L’Acquedotto Vasariano di Arezzo è una mirabile opera di ingegneria idraulica che da oltre quattro secoli caratterizza la città nella sua parte a nord-est.
Agli inizi del Cinquecento l’acquedotto medievale di Arezzo era ridotto in pessimo stato. Intorno al 1560 la Fraternita dei Laici, a sue spese, decise di realizzarne uno nuovo affidando il progetto al grande architetto e pittore Giorgio Vasari, a cui si devono i primi studi di fattibilità.
Nel 1574 Vasari morì, lasciando tutto in stato embrionale. Nel 1590 i rettori della Fraternita dei Laici, con il benestare del granduca Ferdinando I° dei Medici, incaricarono l’architetto Raffaele Pagni di riprendere in mano il progetto. L’autorizzazione ufficiale a costruire il nuovo acquedotto, finanziato con 120.000 scudi, arrivò nel 1593. I lavori andarono avanti alcuni anni e furono conclusi nel 1603 dall’architetto Gherardo Mechini.
Il progetto finale consiste in due zone sotterranee e una parte esterna. La prima fase comprende una galleria filtrante, dove le acque vengono canalizzate per raggiungere l’area bassa della collina di San Fabiano attraverso un percorso in lieve pendenza.
A est della città, immerse nella natura, si ammirano le conserve, ovvero depositi con copertura a botte che fungono da punti di raccolta e purificazione per le acque convogliate, che da qui iniziano il loro viaggio verso Arezzo. Assieme alla “conserva grande” e alla “conserva piccola”, si osservano anche i pozzi d’aerazione detti “smiragli”.
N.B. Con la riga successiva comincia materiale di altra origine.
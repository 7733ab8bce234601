//! Intelligent object dispatcher
//!
//! Routes one classified CAD entity into the right domain table and wires
//! up the side records a creation implies: the canonical per-project layer
//! and, for utility types, membership in a logical network.
//!
//! Two rules keep the routing safe:
//!
//! - classification confidence below the configured floor (or no
//!   classification at all) goes unconditionally to the review table —
//!   no entity is ever silently lost;
//! - every specialized branch first checks that the geometry class is
//!   compatible with the target table; a mismatch is not an error, it is
//!   a quiet fallback to the review table.
//!
//! A dispatcher instance is run-scoped: its layer and network caches are
//! built during one import and reset before the next.

use ahash::AHashMap;
use tracing::{debug, warn};

use crate::classify::Classification;
use crate::config::BridgeConfig;
use crate::entities::DecodedCadEntity;
use crate::error::Result;
use crate::geometry::{to_ewkt, Geometry};
use crate::layer_name::generate_layer_name;
use crate::store::{ImportScope, NetworkKey, NewDomainObject, SpatialStore};
use crate::types::{
    keys, DomainTable, LayerId, NetworkId, NetworkMode, ObjectId, ObjectType, ProjectId,
    PropertyValue, UtilitySystem,
};

/// Outcome of a successful dispatch
#[derive(Debug, Clone, PartialEq, Eq)]
pub struct Created {
    pub object_type: ObjectType,
    pub table: DomainTable,
    pub id: ObjectId,
    /// True when the entity landed in the review table
    pub needs_review: bool,
}

/// Routes classified entities into domain tables
pub struct ObjectDispatcher {
    config: BridgeConfig,
    layer_cache: AHashMap<(ProjectId, String), LayerId>,
    network_cache: AHashMap<NetworkKey, NetworkId>,
}

impl ObjectDispatcher {
    pub fn new(config: BridgeConfig) -> Self {
        ObjectDispatcher {
            config,
            layer_cache: AHashMap::new(),
            network_cache: AHashMap::new(),
        }
    }

    /// Drop all run-scoped caches
    ///
    /// Must be called between runs; cached layer and network ids are only
    /// valid within the transaction that created them.
    pub fn reset(&mut self) {
        self.layer_cache.clear();
        self.network_cache.clear();
    }

    /// Create the domain object for one classified entity
    ///
    /// Always creates something: either a specialized row or a review row.
    pub fn dispatch(
        &mut self,
        store: &mut dyn SpatialStore,
        entity: &DecodedCadEntity,
        geometry: &Geometry,
        classification: &Classification,
        scope: &ImportScope,
    ) -> Result<Created> {
        if classification.is_unclassified()
            || classification.confidence < self.config.confidence_floor
        {
            debug!(
                layer = %entity.layer_name,
                confidence = classification.confidence,
                "below confidence floor, routing to review"
            );
            return self.create_review(store, entity, geometry, classification, scope);
        }

        match self.create_specialized(store, entity, geometry, classification, scope)? {
            Some(created) => Ok(created),
            None => {
                warn!(
                    layer = %entity.layer_name,
                    object_type = %classification.object_type,
                    geometry_kind = %geometry.kind,
                    "geometry incompatible with classified type, routing to review"
                );
                self.create_review(store, entity, geometry, classification, scope)
            }
        }
    }

    /// Try the specialized table for the classified type
    ///
    /// Returns `Ok(None)` on a geometry-kind mismatch so the caller can
    /// fall back.
    fn create_specialized(
        &mut self,
        store: &mut dyn SpatialStore,
        entity: &DecodedCadEntity,
        geometry: &Geometry,
        classification: &Classification,
        scope: &ImportScope,
    ) -> Result<Option<Created>> {
        let object_type = classification.object_type;

        if let Some(required) = object_type.required_geometry() {
            if geometry.kind != required {
                return Ok(None);
            }
        }

        let table = object_type.table();
        let name = self.derive_name(entity, classification);

        // Derived-name singletons (surfaces) are created idempotently.
        if object_type == ObjectType::SurfaceModel {
            if let Some(existing) = store.find_by_name(table, scope.project, &name)? {
                debug!(name = %name, "reusing existing surface");
                return Ok(Some(Created {
                    object_type,
                    table,
                    id: existing,
                    needs_review: false,
                }));
            }
        }

        let canonical = self.canonical_layer_name(geometry, classification);
        let layer = self.ensure_layer(store, scope.project, &canonical)?;

        let id = store.insert_object(
            table,
            NewDomainObject {
                project: scope.project,
                object_type,
                name,
                ewkt: to_ewkt(geometry, scope.srid),
                srid: scope.srid,
                layer: Some(layer),
                properties: classification.properties.clone(),
                needs_review: false,
                source_layer: entity.layer_name.clone(),
            },
        )?;

        if object_type.is_network_bearing() {
            self.attach_network(store, table, id, classification, scope)?;
        }

        debug!(table = %table, id = %id, object_type = %object_type, "created domain object");
        Ok(Some(Created {
            object_type,
            table,
            id,
            needs_review: false,
        }))
    }

    /// Create the generic needs-review object
    ///
    /// Carries the original layer name, the raw geometry, and whatever
    /// classification was attempted, so nothing about the entity is lost.
    fn create_review(
        &mut self,
        store: &mut dyn SpatialStore,
        entity: &DecodedCadEntity,
        geometry: &Geometry,
        classification: &Classification,
        scope: &ImportScope,
    ) -> Result<Created> {
        let mut properties = classification.properties.clone();
        if !classification.is_unclassified() {
            properties.insert(
                "attempted_type".to_string(),
                PropertyValue::Text(classification.object_type.as_str().to_string()),
            );
            properties.insert(
                "attempted_confidence".to_string(),
                PropertyValue::Number(classification.confidence),
            );
        }

        let layer = self.ensure_layer(store, scope.project, &entity.layer_name)?;

        let id = store.insert_object(
            DomainTable::ReviewObjects,
            NewDomainObject {
                project: scope.project,
                object_type: ObjectType::Unclassified,
                name: format!("{}-{}", entity.layer_name, entity.handle),
                ewkt: to_ewkt(geometry, scope.srid),
                srid: scope.srid,
                layer: Some(layer),
                properties,
                needs_review: true,
                source_layer: entity.layer_name.clone(),
            },
        )?;

        Ok(Created {
            object_type: ObjectType::Unclassified,
            table: DomainTable::ReviewObjects,
            id,
            needs_review: true,
        })
    }

    fn derive_name(&self, entity: &DecodedCadEntity, classification: &Classification) -> String {
        if classification.object_type == ObjectType::SurfaceModel {
            // Surfaces are shared per project and named by their kind.
            let kind = classification
                .properties
                .get(keys::SURFACE_KIND)
                .and_then(|v| v.as_text())
                .unwrap_or("fg");
            return kind.to_ascii_uppercase();
        }
        format!("{}-{}", entity.layer_name, entity.handle)
    }

    fn canonical_layer_name(
        &self,
        geometry: &Geometry,
        classification: &Classification,
    ) -> String {
        classification
            .canonical_layer_name
            .clone()
            .unwrap_or_else(|| {
                generate_layer_name(
                    classification.object_type,
                    &classification.properties,
                    geometry.kind,
                )
            })
    }

    fn ensure_layer(
        &mut self,
        store: &mut dyn SpatialStore,
        project: ProjectId,
        name: &str,
    ) -> Result<LayerId> {
        let key = (project, name.to_string());
        if let Some(id) = self.layer_cache.get(&key) {
            return Ok(*id);
        }
        let id = store.ensure_layer(project, name)?;
        self.layer_cache.insert(key, id);
        Ok(id)
    }

    fn attach_network(
        &mut self,
        store: &mut dyn SpatialStore,
        table: DomainTable,
        id: ObjectId,
        classification: &Classification,
        scope: &ImportScope,
    ) -> Result<()> {
        let Some(system) = classification
            .properties
            .get(keys::UTILITY_SYSTEM)
            .and_then(|v| v.as_text())
            .and_then(UtilitySystem::parse)
        else {
            debug!(table = %table, id = %id, "no utility system, skipping network attach");
            return Ok(());
        };

        let mode = classification
            .properties
            .get(keys::NETWORK_MODE)
            .and_then(|v| v.as_text())
            .and_then(NetworkMode::parse)
            .unwrap_or_else(|| system.default_mode());

        let key = NetworkKey::new(scope.project, system, mode);
        let network = match self.network_cache.get(&key) {
            Some(id) => *id,
            None => {
                let id = store.ensure_network(&key)?;
                self.network_cache.insert(key, id);
                id
            }
        };

        store.attach_to_network(network, table, id)?;
        debug!(network = %network, system = %system, mode = %mode, "attached to network");
        Ok(())
    }
}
Poco oltre la medievale Torre di Gnicche inizia la fase esterna, fatta di 52 arcate monumentali utili a sostenere la condotta pensile fino ai piedi della collina di San Donato, dove sorge la Fortezza Medicea.
A quel punto l’itinerario dell’acqua torna sottoterra attraverso una galleria che sfocia nella parte inferiore di Piazza Grande, andando ad alimentare un’elegante fontana. È la tappa conclusiva di una delle più affascinanti opere idrauliche dell’intera Toscana.